Using the listing below, retype exactly the lines starting at the one with "pub fn into_string(self)" and ending at the one with "holds everything the", and include both.

(SUPPLIED INFORMATION Opens)

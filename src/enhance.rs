use crate::error::CatalogError;
use crate::model::{Product, RawProduct};
use rand::rngs::StdRng;
use rand::seq::SliceRandom;
use rand::{Rng, SeedableRng};
use sha2::{Digest, Sha256};
use std::str::FromStr;

pub const BRANDS: &[&str] = &["Nike", "Adidas", "Puma", "Reebok", "Under Armour", "New Balance"];

pub const FEATURES: &[&str] = &[
    "Water-resistant",
    "Breathable",
    "Lightweight",
    "Durable",
    "Quick-drying",
    "UV protection",
    "Moisture-wicking",
    "Odor-resistant",
    "Stretchy",
    "Eco-friendly",
];

pub const COLORS: &[&str] = &["Red", "Blue", "Green", "Black", "White", "Yellow", "Purple", "Orange"];

pub const SIZES: &[&str] = &["XS", "S", "M", "L", "XL", "XXL"];

const FEATURE_COUNT: usize = 3;
const COLOR_COUNT: usize = 3;
const SIZE_COUNT: usize = 4;
const MAX_STOCK: u32 = 100;

/// How synthesized attributes are generated.
#[derive(Debug, Clone, Copy, Default, PartialEq, Eq, clap::ValueEnum)]
pub enum EnhanceMode {
    /// Fresh values on every fetch.
    #[default]
    Random,
    /// Values derived from the product id, identical across fetches.
    Stable,
}

impl FromStr for EnhanceMode {
    type Err = CatalogError;

    fn from_str(s: &str) -> Result<Self, Self::Err> {
        match s.trim().to_ascii_lowercase().as_str() {
            "random" => Ok(EnhanceMode::Random),
            "stable" => Ok(EnhanceMode::Stable),
            other => Err(CatalogError::Config(format!(
                "Unknown enhance mode '{}'. Use 'random' or 'stable'",
                other
            ))),
        }
    }
}

#[derive(Debug, Clone, Copy)]
pub struct Enhancer {
    mode: EnhanceMode,
}

impl Enhancer {
    pub fn new(mode: EnhanceMode) -> Self {
        Self { mode }
    }

    pub fn enhance(&self, raw: RawProduct) -> Product {
        match self.mode {
            EnhanceMode::Random => enhance_with(raw, &mut rand::thread_rng()),
            EnhanceMode::Stable => {
                let mut rng = seeded_rng(raw.id);
                enhance_with(raw, &mut rng)
            }
        }
    }

    pub fn enhance_all(&self, raws: Vec<RawProduct>) -> Vec<Product> {
        raws.into_iter().map(|raw| self.enhance(raw)).collect()
    }
}

pub fn enhance_with<R: Rng + ?Sized>(raw: RawProduct, rng: &mut R) -> Product {
    let brand = BRANDS.choose(rng).copied().unwrap_or_default().to_string();
    let stock = rng.gen_range(0..MAX_STOCK);
    let features = sample(FEATURES, FEATURE_COUNT, rng);
    let colors = sample(COLORS, COLOR_COUNT, rng);
    let sizes = sample(SIZES, SIZE_COUNT, rng);

    Product {
        id: raw.id,
        title: raw.title,
        price: raw.price,
        description: raw.description,
        category: raw.category,
        image: raw.image,
        rating: raw.rating,
        brand,
        stock,
        features,
        colors,
        sizes,
    }
}

/// Distinct, uniformly chosen tags (partial Fisher–Yates).
fn sample<R: Rng + ?Sized>(vocabulary: &[&str], amount: usize, rng: &mut R) -> Vec<String> {
    vocabulary
        .choose_multiple(rng, amount)
        .map(|tag| tag.to_string())
        .collect()
}

fn seeded_rng(id: u64) -> StdRng {
    let digest = Sha256::digest(id.to_le_bytes());
    let mut seed = [0u8; 32];
    seed.copy_from_slice(&digest);
    StdRng::from_seed(seed)
}

#[cfg(test)]
mod tests {
    use super::*;
    use crate::model::Rating;
    use std::collections::HashSet;

    fn raw(id: u64) -> RawProduct {
        RawProduct {
            id,
            title: format!("Product {}", id),
            price: 10.0,
            description: "desc".to_string(),
            category: "electronics".to_string(),
            image: String::new(),
            rating: Rating { rate: 4.0, count: 10 },
        }
    }

    fn assert_tags(tags: &[String], vocabulary: &[&str], expected: usize) {
        assert_eq!(tags.len(), expected);
        for tag in tags {
            assert!(vocabulary.contains(&tag.as_str()), "unexpected tag {}", tag);
        }
        let distinct: HashSet<_> = tags.iter().collect();
        assert_eq!(distinct.len(), expected);
    }

    #[test]
    fn synthesized_fields_come_from_vocabularies() {
        let enhancer = Enhancer::new(EnhanceMode::Random);
        for id in 0..200 {
            let product = enhancer.enhance(raw(id));
            assert!(BRANDS.contains(&product.brand.as_str()));
            assert!(product.stock < 100);
            assert_tags(&product.features, FEATURES, 3);
            assert_tags(&product.colors, COLORS, 3);
            assert_tags(&product.sizes, SIZES, 4);
        }
    }

    #[test]
    fn upstream_fields_are_preserved() {
        let product = Enhancer::new(EnhanceMode::Random).enhance(raw(7));
        assert_eq!(product.id, 7);
        assert_eq!(product.title, "Product 7");
        assert_eq!(product.price, 10.0);
        assert_eq!(product.rating, Rating { rate: 4.0, count: 10 });
    }

    #[test]
    fn stable_mode_is_repeatable_per_id() {
        let enhancer = Enhancer::new(EnhanceMode::Stable);
        for id in 1..=20 {
            assert_eq!(enhancer.enhance(raw(id)), enhancer.enhance(raw(id)));
        }
    }

    #[test]
    fn stable_mode_varies_between_ids() {
        let enhancer = Enhancer::new(EnhanceMode::Stable);
        let distinct: HashSet<_> = (1..=20)
            .map(|id| {
                let p = enhancer.enhance(raw(id));
                (p.brand, p.stock, p.features, p.colors, p.sizes)
            })
            .collect();
        assert!(distinct.len() > 1);
    }

    #[test]
    fn parses_mode_names() {
        assert_eq!("Stable".parse::<EnhanceMode>().unwrap(), EnhanceMode::Stable);
        assert_eq!(" random ".parse::<EnhanceMode>().unwrap(), EnhanceMode::Random);
        assert!("sorted".parse::<EnhanceMode>().is_err());
    }
}
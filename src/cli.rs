use crate::enhance::EnhanceMode;
use clap::{Args, Parser, Subcommand};

#[derive(Parser)]
#[command(
    name = "catalog-cli",
    version,
    about = "Browse, search and filter a remote product catalog"
)]
pub struct Cli {
    #[command(subcommand)]
    pub command: Commands,

    /// Catalog service base URL (default: https://fakestoreapi.com)
    #[arg(long, global = true)]
    pub base_url: Option<String>,

    /// How synthesized brand, stock and tags are generated
    #[arg(long, global = true, value_enum)]
    pub enhance: Option<EnhanceMode>,

    /// Request timeout in seconds (default: 30)
    #[arg(long, global = true)]
    pub timeout: Option<u64>,

    /// Verbose logging
    #[arg(long, global = true)]
    pub debug: bool,
}

#[derive(Subcommand)]
pub enum Commands {
    /// List products, optionally searched and filtered
    List {
        /// Search term matched against titles and descriptions
        #[arg(long, default_value = "")]
        term: String,

        #[command(flatten)]
        filters: FilterArgs,

        /// Page to show (1-indexed)
        #[arg(long, default_value = "1")]
        page: usize,

        /// Print the page as JSON instead of Markdown
        #[arg(long)]
        json: bool,
    },

    /// Show one product in detail
    Product {
        /// Numeric product ID
        id: u64,

        #[arg(long)]
        json: bool,
    },

    /// List category names
    Categories {
        #[arg(long)]
        json: bool,
    },

    /// List the products the catalog files under one category
    Category {
        /// Category name (e.g., electronics, "men's clothing")
        name: String,

        #[arg(long, default_value = "1")]
        page: usize,

        #[arg(long)]
        json: bool,
    },

    /// Interactive browsing session
    Browse,
}

#[derive(Args, Debug, Default)]
pub struct FilterArgs {
    /// Minimum price, inclusive (default: 0)
    #[arg(long)]
    pub min_price: Option<f64>,

    /// Maximum price, inclusive (default: 1000)
    #[arg(long)]
    pub max_price: Option<f64>,

    /// Exact category name
    #[arg(long)]
    pub category: Option<String>,

    /// Exact brand name
    #[arg(long)]
    pub brand: Option<String>,

    /// Color tag the product must carry
    #[arg(long)]
    pub color: Option<String>,

    /// Size tag the product must carry
    #[arg(long)]
    pub size: Option<String>,
}
use crate::model::{Product, SearchFilters};

/// Conjunctive predicate over term and facet filters.
///
/// The term matches title or description, case-insensitively; an empty term
/// matches everything. Empty string facets impose no constraint. Category and
/// brand compare exactly, color and size test membership in the product's tags.
pub fn matches(product: &Product, term: &str, filters: &SearchFilters) -> bool {
    matches_term(product, &term.to_lowercase())
        && product.price >= filters.min_price
        && product.price <= filters.max_price
        && (filters.category.is_empty() || product.category == filters.category)
        && (filters.brand.is_empty() || product.brand == filters.brand)
        && (filters.color.is_empty() || product.colors.contains(&filters.color))
        && (filters.size.is_empty() || product.sizes.contains(&filters.size))
}

fn matches_term(product: &Product, lowered_term: &str) -> bool {
    lowered_term.is_empty()
        || product.title.to_lowercase().contains(lowered_term)
        || product.description.to_lowercase().contains(lowered_term)
}

/// Order-preserving filter.
pub fn filter_products(products: Vec<Product>, term: &str, filters: &SearchFilters) -> Vec<Product> {
    products
        .into_iter()
        .filter(|product| matches(product, term, filters))
        .collect()
}
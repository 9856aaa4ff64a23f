//! # Address form demo
//!
//! Renders an address form through the accessible renderer and prints the
//! markup:
//!
//! - **Settings**: defaults, or a TOML file via `--config`, then
//!   `A11Y_FORMS_*` environment overrides
//! - **Logging**: `tracing` subscriber configured from the settings
//! - **Audit**: `--audit` prints accessibility findings for the output
//!
//! ## Running
//!
//! ```bash
//! cargo run --package address-form-demo -- --audit
//! ```

mod address;

use std::path::PathBuf;

use anyhow::Context as _;
use clap::Parser;

use a11y_forms::audit::audit_fragment;
use a11y_forms::{AccessibleFieldRenderer, FormContext};
use a11y_forms_core::logging::{render_span, setup_logging};
use a11y_forms_core::settings_loader;

use address::AddressSubmission;

#[derive(Debug, Parser)]
#[command(name = "address-form", about = "Render an accessible address form")]
struct Cli {
    /// TOML settings file.
    #[arg(long)]
    config: Option<PathBuf>,

    /// Model name used to prefix field names.
    #[arg(long, default_value = "address")]
    prefix: String,

    /// Print accessibility findings after the markup.
    #[arg(long)]
    audit: bool,

    /// Print the effective settings as JSON and exit.
    #[arg(long)]
    show_settings: bool,
}

fn main() -> anyhow::Result<()> {
    let cli = Cli::parse();

    let settings = match &cli.config {
        Some(path) => settings_loader::from_toml_file_with_env(path)
            .with_context(|| format!("loading settings from {}", path.display()))?,
        None => settings_loader::from_env().context("loading settings from environment")?,
    };
    setup_logging(&settings);

    if cli.show_settings {
        println!("{}", serde_json::to_string_pretty(&settings)?);
        return Ok(());
    }

    let renderer = AccessibleFieldRenderer::with_settings(settings)?;
    let submission = AddressSubmission::sample();
    let form = FormContext::new(&renderer)
        .prefix(cli.prefix.as_str())
        .value("street", submission.street.as_str())
        .value("zip", submission.zip.as_str())
        .value("type", submission.address_type.as_str())
        .errors(submission.errors());

    let html = {
        let span = render_span(&cli.prefix);
        let _guard = span.enter();
        address::render(&form)?
    };
    println!("{html}");

    if cli.audit {
        let findings = audit_fragment(&html, renderer.settings());
        if findings.is_empty() {
            tracing::info!("audit passed");
        }
        for finding in &findings {
            println!("{finding}");
        }
    }

    Ok(())
}
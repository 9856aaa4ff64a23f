//! HTML-safe markup fragments.
//!
//! A [`SafeHtml`] value is markup that can be written into a page as-is.
//! The only ways to get one are escaping plain text, or being a
//! [`Primitives`](crate::widgets::Primitives) implementation or the renderer
//! and vouching for the markup with [`SafeHtml::from_trusted`].

use std::fmt;

use serde::{Serialize, Serializer};

use a11y_forms_core::utils::text::escape_text;

/// An immutable, HTML-safe markup fragment.
#[derive(Debug, Clone, Default, PartialEq, Eq, Hash)]
pub struct SafeHtml(String);

impl SafeHtml {
    /// Wraps markup the caller guarantees is already safe.
    pub fn from_trusted(markup: impl Into<String>) -> Self {
        Self(markup.into())
    }

    /// Escapes plain text so it renders literally.
    pub fn escape(text: &str) -> Self {
        Self(escape_text(text))
    }

    /// Returns the markup as a string slice.
    pub fn as_str(&self) -> &str {
        &self.0
    }

    /// Consumes the fragment, returning the markup.
    pub fn into_string(self) -> String {
        self.0
    }

    /// Returns `true` if the fragment is empty.
    pub fn is_empty(&self) -> bool {
        self.0.is_empty()
    }

    /// Concatenates fragments in order.
    pub fn concat<'a>(parts: impl IntoIterator<Item = &'a Self>) -> Self {
        Self(parts.into_iter().map(Self::as_str).collect())
    }
}

impl fmt::Display for SafeHtml {
    fn fmt(&self, f: &mut fmt::Formatter<'_>) -> fmt::Result {
        f.write_str(&self.0)
    }
}

impl AsRef<str> for SafeHtml {
    fn as_ref(&self) -> &str {
        &self.0
    }
}

impl Serialize for SafeHtml {
    fn serialize<S: Serializer>(&self, serializer: S) -> Result<S::Ok, S::Error> {
        serializer.serialize_str(&self.0)
    }
}
//! Rendering settings.
//!
//! [`Settings`] holds everything the renderer and the logging setup read:
//! how input ids are generated, which CSS classes mark the label and error
//! text, and whether errors are additionally wired up through ARIA
//! attributes. There is no global instance; settings are handed to the
//! renderer when it is built.

use serde::{Deserialize, Serialize};

use crate::error::{FormsError, FormsResult};

/// The placeholder in [`Settings::auto_id`] replaced by a field's html name.
pub const AUTO_ID_PLACEHOLDER: &str = "%s";

/// The complete set of rendering settings.
///
/// # Examples
///
/// ```
/// use a11y_forms_core::settings::Settings;
///
/// let settings = Settings::default();
/// assert_eq!(settings.auto_id, "%s");
/// assert_eq!(settings.label_text_class, "label-text");
/// assert_eq!(settings.id_for("street"), "street");
/// ```
#[derive(Debug, Clone, PartialEq, Eq, Serialize, Deserialize)]
pub struct Settings {
    // ── Logging ──────────────────────────────────────────────────────

    /// Whether debug mode is enabled (pretty logs instead of JSON).
    pub debug: bool,
    /// The logging filter directive (e.g. "info", "`a11y_forms=debug`").
    pub log_level: String,

    // ── Markup ───────────────────────────────────────────────────────

    /// Template for generated input ids. `%s` is replaced by the field's
    /// html name, with `[`/`]` flattened to underscores.
    pub auto_id: String,
    /// CSS class of the span holding the humanized label text.
    pub label_text_class: String,
    /// CSS class of the span holding the inline error message.
    pub error_text_class: String,
    /// Optional CSS class added to radio-group fieldsets.
    pub fieldset_class: Option<String>,
    /// When set, the error span gets an id and the input points at it via
    /// `aria-describedby` and is flagged `aria-invalid="true"`.
    pub describe_errors: bool,
}

impl Default for Settings {
    fn default() -> Self {
        Self {
            debug: true,
            log_level: "info".to_string(),
            auto_id: AUTO_ID_PLACEHOLDER.to_string(),
            label_text_class: "label-text".to_string(),
            error_text_class: "error-text".to_string(),
            fieldset_class: None,
            describe_errors: false,
        }
    }
}

impl Settings {
    /// Checks that these settings can be used for rendering.
    ///
    /// # Errors
    ///
    /// Returns [`FormsError::ImproperlyConfigured`] if `auto_id` lacks the
    /// `%s` placeholder or a CSS class name is blank.
    pub fn validate(&self) -> FormsResult<()> {
        if !self.auto_id.contains(AUTO_ID_PLACEHOLDER) {
            return Err(FormsError::ImproperlyConfigured(format!(
                "auto_id '{}' must contain the '{AUTO_ID_PLACEHOLDER}' placeholder",
                self.auto_id
            )));
        }
        if self.label_text_class.trim().is_empty() {
            return Err(FormsError::ImproperlyConfigured(
                "label_text_class must not be blank".to_string(),
            ));
        }
        if self.error_text_class.trim().is_empty() {
            return Err(FormsError::ImproperlyConfigured(
                "error_text_class must not be blank".to_string(),
            ));
        }
        if matches!(&self.fieldset_class, Some(class) if class.trim().is_empty()) {
            return Err(FormsError::ImproperlyConfigured(
                "fieldset_class must not be blank when set".to_string(),
            ));
        }
        Ok(())
    }

    /// Returns the generated input id for a field's html name.
    ///
    /// Bracketed names such as `address[street]` become `address_street`.
    pub fn id_for(&self, html_name: &str) -> String {
        let flat = html_name
            .strip_suffix(']')
            .unwrap_or(html_name)
            .replace("][", "_")
            .replace(['[', ']'], "_");
        self.auto_id.replace(AUTO_ID_PLACEHOLDER, &flat)
    }
}
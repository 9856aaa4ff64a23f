//! Utility functions for the a11y-forms crates.
//!
//! - [`text`]: String helpers (humanize, capfirst, HTML escaping, id sanitizing).

pub mod text;
//! Accessibility audit of rendered fragments.
//!
//! Parses a markup fragment and reports the Section 508 / WCAG problems the
//! renderer exists to prevent. Anything the renderer produces should audit
//! clean; the audit is also useful on hand-written template fragments.
//!
//! Rules:
//! - `input-no-label` (WCAG 3.3.2): an input, select, or textarea that is
//!   neither inside a `<label>`, nor targeted by a `label[for]`, nor named
//!   through `aria-label`/`aria-labelledby`;
//! - `duplicate-id` (WCAG 4.1.1): an `id` shared by several elements, which
//!   leaves all but the first unreachable from a `label[for]`;
//! - `radio-outside-fieldset` (WCAG 1.3.1): a radio input with no
//!   `<fieldset>` ancestor;
//! - `fieldset-no-legend` (WCAG 1.3.1): a fieldset without exactly one
//!   `<legend>` child;
//! - `legend-not-first`: a legend that is not the fieldset's first element;
//! - `error-text-detached`: an error-text span outside any label or fieldset.

use std::collections::HashSet;
use std::fmt;
use std::sync::OnceLock;

use scraper::{ElementRef, Html, Selector};
use serde::Serialize;

use a11y_forms_core::settings::Settings;

use crate::markup::SafeHtml;

/// Input types that do not need a label.
const EXEMPT_INPUT_TYPES: &[&str] = &["hidden", "submit", "reset", "button", "image"];

/// How serious a finding is.
#[derive(Debug, Clone, Copy, PartialEq, Eq, PartialOrd, Ord, Serialize)]
#[serde(rename_all = "lowercase")]
pub enum Severity {
    /// Assistive technology will misreport the form.
    Error,
    /// Technically reachable, but poorly announced.
    Warning,
}

impl fmt::Display for Severity {
    fn fmt(&self, f: &mut fmt::Formatter<'_>) -> fmt::Result {
        match self {
            Self::Error => write!(f, "error"),
            Self::Warning => write!(f, "warning"),
        }
    }
}

/// One problem found in a fragment.
#[derive(Debug, Clone, PartialEq, Eq, Serialize)]
pub struct Finding {
    /// Stable rule identifier, e.g. `input-no-label`.
    pub code: &'static str,
    /// How serious the problem is.
    pub severity: Severity,
    /// Human-readable description naming the offending element.
    pub message: String,
}

impl Finding {
    fn error(code: &'static str, message: String) -> Self {
        Self {
            code,
            severity: Severity::Error,
            message,
        }
    }

    fn warning(code: &'static str, message: String) -> Self {
        Self {
            code,
            severity: Severity::Warning,
            message,
        }
    }
}

impl fmt::Display for Finding {
    fn fmt(&self, f: &mut fmt::Formatter<'_>) -> fmt::Result {
        write!(f, "[{}] {}: {}", self.severity, self.code, self.message)
    }
}

fn selector(cell: &'static OnceLock<Selector>, css: &str) -> &'static Selector {
    cell.get_or_init(|| Selector::parse(css).expect("valid selector"))
}

/// Audits a fragment. Findings are ordered by rule, then document order.
pub fn audit_fragment(html: &SafeHtml, settings: &Settings) -> Vec<Finding> {
    let document = Html::parse_fragment(html.as_str());
    let mut findings = Vec::new();

    check_labels(&document, &mut findings);
    check_duplicate_ids(&document, &mut findings);
    check_radio_grouping(&document, &mut findings);
    check_legends(&document, &mut findings);
    check_error_text(&document, &settings.error_text_class, &mut findings);

    tracing::debug!(findings = findings.len(), "audited fragment");
    findings
}

/// Returns `true` if the fragment has no error-level findings.
pub fn is_accessible(html: &SafeHtml, settings: &Settings) -> bool {
    audit_fragment(html, settings)
        .iter()
        .all(|f| f.severity != Severity::Error)
}

fn has_ancestor(element: ElementRef<'_>, tag: &str) -> bool {
    element
        .ancestors()
        .filter_map(ElementRef::wrap)
        .any(|a| a.value().name() == tag)
}

fn describe(element: ElementRef<'_>) -> String {
    let el = element.value();
    let mut out = format!("<{}", el.name());
    for attr in ["type", "name", "id"] {
        if let Some(v) = el.attr(attr) {
            out.push_str(&format!(r#" {attr}="{v}""#));
        }
    }
    out.push('>');
    out
}

fn check_labels(document: &Html, findings: &mut Vec<Finding>) {
    static FIELDS: OnceLock<Selector> = OnceLock::new();
    static LABEL_FOR: OnceLock<Selector> = OnceLock::new();

    let label_fors: HashSet<&str> = document
        .select(selector(&LABEL_FOR, "label[for]"))
        .filter_map(|l| l.value().attr("for"))
        .collect();

    for field in document.select(selector(&FIELDS, "input, select, textarea")) {
        let el = field.value();
        if el.name() == "input" {
            let input_type = el.attr("type").unwrap_or("text");
            if EXEMPT_INPUT_TYPES.contains(&input_type) {
                continue;
            }
        }

        let wrapped = has_ancestor(field, "label");
        let targeted = el.attr("id").is_some_and(|id| label_fors.contains(id));
        let aria = el.attr("aria-label").is_some() || el.attr("aria-labelledby").is_some();

        if !wrapped && !targeted && !aria {
            findings.push(Finding::error(
                "input-no-label",
                format!("{} has no associated label", describe(field)),
            ));
        }
    }
}

fn check_duplicate_ids(document: &Html, findings: &mut Vec<Finding>) {
    static WITH_ID: OnceLock<Selector> = OnceLock::new();

    let mut seen: HashSet<&str> = HashSet::new();
    let mut reported: HashSet<&str> = HashSet::new();
    for element in document.select(selector(&WITH_ID, "[id]")) {
        let Some(id) = element.value().attr("id") else {
            continue;
        };
        if !seen.insert(id) && reported.insert(id) {
            findings.push(Finding::error(
                "duplicate-id",
                format!(r#"id="{id}" is used by more than one element"#),
            ));
        }
    }
}

fn check_radio_grouping(document: &Html, findings: &mut Vec<Finding>) {
    static RADIOS: OnceLock<Selector> = OnceLock::new();

    for radio in document.select(selector(&RADIOS, r#"input[type="radio"]"#)) {
        if !has_ancestor(radio, "fieldset") {
            findings.push(Finding::error(
                "radio-outside-fieldset",
                format!("{} is not grouped in a fieldset", describe(radio)),
            ));
        }
    }
}

fn check_legends(document: &Html, findings: &mut Vec<Finding>) {
    static FIELDSETS: OnceLock<Selector> = OnceLock::new();

    for fieldset in document.select(selector(&FIELDSETS, "fieldset")) {
        let children: Vec<ElementRef<'_>> =
            fieldset.children().filter_map(ElementRef::wrap).collect();
        let legends = children
            .iter()
            .filter(|c| c.value().name() == "legend")
            .count();

        if legends != 1 {
            findings.push(Finding::error(
                "fieldset-no-legend",
                format!("<fieldset> has {legends} legends, expected exactly one"),
            ));
        } else if children.first().map(|c| c.value().name()) != Some("legend") {
            findings.push(Finding::warning(
                "legend-not-first",
                "<legend> is not the first element of its <fieldset>".to_string(),
            ));
        }
    }
}

fn check_error_text(document: &Html, error_class: &str, findings: &mut Vec<Finding>) {
    static SPANS: OnceLock<Selector> = OnceLock::new();

    for span in document.select(selector(&SPANS, "span")) {
        if !span.value().classes().any(|c| c == error_class) {
            continue;
        }
        if !has_ancestor(span, "label") && !has_ancestor(span, "fieldset") {
            let text: String = span.text().collect();
            findings.push(Finding::warning(
                "error-text-detached",
                format!("error text '{}' is outside any label or fieldset", text.trim()),
            ));
        }
    }
}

(SUPPLIED INFORMATION Closes)

» **SOLVED EXERCISE**:
    pub fn into_string(self) -> String {
        self.0
    }

    /// Returns `true` if the fragment is empty.
    pub fn is_empty(&self) -> bool {
        self.0.is_empty()
    }

    /// Concatenates fragments in order.
    pub fn concat<'a>(parts: impl IntoIterator<Item = &'a Self>) -> Self {
        Self(parts.into_iter().map(Self::as_str).collect())
    }
}

impl fmt::Display for SafeHtml {
    fn fmt(&self, f: &mut fmt::Formatter<'_>) -> fmt::Result {
        f.write_str(&self.0)
    }
}

impl AsRef<str> for SafeHtml {
    fn as_ref(&self) -> &str {
        &self.0
    }
}

impl Serialize for SafeHtml {
    fn serialize<S: Serializer>(&self, serializer: S) -> Result<S::Ok, S::Error> {
        serializer.serialize_str(&self.0)
    }
}
//! Rendering settings.
//!
//! [`Settings`] holds everything the renderer and the logging setup read:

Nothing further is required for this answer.